= Melita Rodeck =

American architect

Melita Rodeck (1914 – March 3, 2011) was an American architect. She studied architecture at the Polytechnic Institute of Vienna, Austria in 1932 and immigrated to the United States in 1939 following the spread of World War II. Rodeck became a registered architect of the District of Columbia in 1952. She was the founder of her own architectural design firm, Melita Rodeck & Associates, and the Regina Institute of Arts. She was a lecturer for the Department of City Planning, Catholic University of America. Throughout her career, Rodeck served the US Army Corps of Engineers, the US Dept. of Housing and Urban Development, and Federal Emergency Management Agency. She was the President of the DC Branch of American Association of University Women, and a member of emeritus of AIA for the Federal Emergency Management Agency.
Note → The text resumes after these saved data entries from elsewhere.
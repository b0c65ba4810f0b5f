//! Content sniffing for uploaded attachments.
//!
//! The MIME type of an upload is derived from its leading bytes rather than
//! from whatever the client claimed, so a renamed file cannot slip past a
//! field's `mimeTypes` list.

pub const OCTET_STREAM: &str = "application/octet-stream";

/// Detect the MIME type of a file from its content
pub fn sniff(bytes: &[u8]) -> &'static str {
    if bytes.is_empty() {
        return OCTET_STREAM;
    }

    // Container formats with a brand or sub-type field
    if bytes.len() >= 12 && &bytes[0..4] == b"RIFF" {
        match &bytes[8..12] {
            b"AVI " => return "video/x-msvideo",
            b"WAVE" => return "audio/x-wav",
            b"WEBP" => return "image/webp",
            _ => {}
        }
    }
    if bytes.len() >= 12 && &bytes[4..8] == b"ftyp" {
        return match &bytes[8..12] {
            b"M4A " | b"M4B " | b"M4P " | b"F4A " | b"F4B " => "audio/mp4",
            b"qt  " => "video/quicktime",
            b"3gp4" | b"3gp5" | b"3gp6" => "video/3gpp",
            _ => "video/mp4",
        };
    }

    if bytes.starts_with(b"ID3") {
        return "audio/mpeg";
    }
    // MPEG audio frame sync: 11 set bits, layer bits not reserved
    if bytes.len() >= 2 && bytes[0] == 0xFF && (bytes[1] & 0xE0) == 0xE0 && (bytes[1] & 0x06) != 0 {
        return "audio/mpeg";
    }
    if bytes.starts_with(b"OggS") {
        return "audio/ogg";
    }
    if bytes.starts_with(b"fLaC") {
        return "audio/flac";
    }
    if bytes.starts_with(&[0x89, b'P', b'N', b'G', 0x0D, 0x0A, 0x1A, 0x0A]) {
        return "image/png";
    }
    if bytes.starts_with(&[0xFF, 0xD8, 0xFF]) {
        return "image/jpeg";
    }
    if bytes.starts_with(b"GIF87a") || bytes.starts_with(b"GIF89a") {
        return "image/gif";
    }
    if bytes.starts_with(b"%PDF-") {
        return "application/pdf";
    }
    if bytes.starts_with(&[0x1A, 0x45, 0xDF, 0xA3]) {
        return "video/webm";
    }

    if let Ok(text) = std::str::from_utf8(&bytes[..bytes.len().min(512)]) {
        let head = text.trim_start();
        if head.starts_with("<svg") || (head.starts_with("<?xml") && text.contains("<svg")) {
            return "image/svg+xml";
        }
        if !text.chars().any(|c| c.is_control() && !c.is_whitespace()) {
            return "text/plain; charset=utf-8";
        }
    }

    OCTET_STREAM
}

/// Whether `detected` satisfies an allow-list (an empty list allows anything)
pub fn is_allowed(detected: &str, allowed: &[String]) -> bool {
    if allowed.is_empty() {
        return true;
    }
    let essence = detected.split(';').next().unwrap_or(detected).trim();
    allowed.iter().any(|a| a.eq_ignore_ascii_case(essence))
}

#[cfg(test)]
mod tests {
    use super::*;

    fn audio_types() -> Vec<String> {
        vec![
            "audio/mp4".to_string(),
            "audio/mpeg".to_string(),
            "video/x-msvideo".to_string(),
        ]
    }

    #[test]
    fn test_sniff_audio_formats() {
        assert_eq!(sniff(b"ID3\x04\x00\x00\x00\x00\x00\x00"), "audio/mpeg");
        assert_eq!(sniff(&[0xFF, 0xFB, 0x90, 0x64]), "audio/mpeg");
        assert_eq!(sniff(b"\x00\x00\x00\x20ftypM4A \x00\x00\x00\x00"), "audio/mp4");
        assert_eq!(sniff(b"RIFF\x00\x00\x00\x00AVI LIST"), "video/x-msvideo");
        assert_eq!(sniff(b"RIFF\x00\x00\x00\x00WAVEfmt "), "audio/x-wav");
        assert_eq!(sniff(b"OggS\x00\x02"), "audio/ogg");
    }

    #[test]
    fn test_sniff_other_formats() {
        assert_eq!(sniff(&[0x89, b'P', b'N', b'G', 0x0D, 0x0A, 0x1A, 0x0A, 0]), "image/png");
        assert_eq!(sniff(&[0xFF, 0xD8, 0xFF, 0xE0]), "image/jpeg");
        assert_eq!(sniff(b"\x00\x00\x00\x18ftypisom\x00\x00"), "video/mp4");
        assert_eq!(sniff(b"hello world"), "text/plain; charset=utf-8");
        assert_eq!(sniff(&[0x00, 0x01, 0x02, 0x03]), OCTET_STREAM);
        assert_eq!(sniff(&[]), OCTET_STREAM);
    }

    #[test]
    fn test_allow_list() {
        assert!(is_allowed("audio/mpeg", &audio_types()));
        assert!(is_allowed("video/x-msvideo", &audio_types()));
        assert!(!is_allowed("audio/x-wav", &audio_types()));
        assert!(!is_allowed("text/plain; charset=utf-8", &audio_types()));
        assert!(is_allowed("text/plain; charset=utf-8", &["text/plain".to_string()]));
        assert!(is_allowed("anything/else", &[]));
    }
}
== Early life and education ==
Melita Rodeck was born in 1914, in Milan, Italy. As a daughter of an engineer and a painter, Rodeck was encouraged by her parents to pursue architecture and received her degree from the Polytechnic Institute of Vienna in 1936. After Hitler took possession of Austria in 1939, Rodeck immigrated to the United States, and later in 1950 moved to Washington, D.C., where she served a number of government agencies.

== Career ==
Rodeck started her career with the General Services Administration of the U.S. federal government when she arrived in the United States. She established her own architectural design firm, Melita Rodeck & Associates, in 1958. During these times and she overtook residences design and townhouse restoration projects in Maryland, Virginia, and Washington, D.C.

Rodeck served architect for research projects at the U.S. Army Corps of Engineers, and coordinator for architectural research for the U.S. Department of Housing and Urban Development. When she served the program manager of Radiological Emergency Preparedness Programs for the Federal Emergency Management Agency from 1980 to 1985, Rodeck designed guidelines to minimize or eliminate flood damage to buildings.

In 1985, Rodeck had retired from federal government work and started working on the establishment of the Regina Institute of Sacred Art as a devout catholic. The Regina Institute of Sacred Art helped parishes to understand and realize the significance of “psychological need and emotional impact of good design by participating in their efforts to redesign and redecorate religious spaces.”

Rodeck co-authored People Space, an American Association of University Women publication with Mary-Averett Seelye, and architectural consultant Jane Hough in 1969.

== Death and legacy ==
Rodeck died on March 3, 2011, at the age of 96. Her papers are collected and archived at the International Archive of Women in Architecture, Virginia Polytechnic Institute and State University.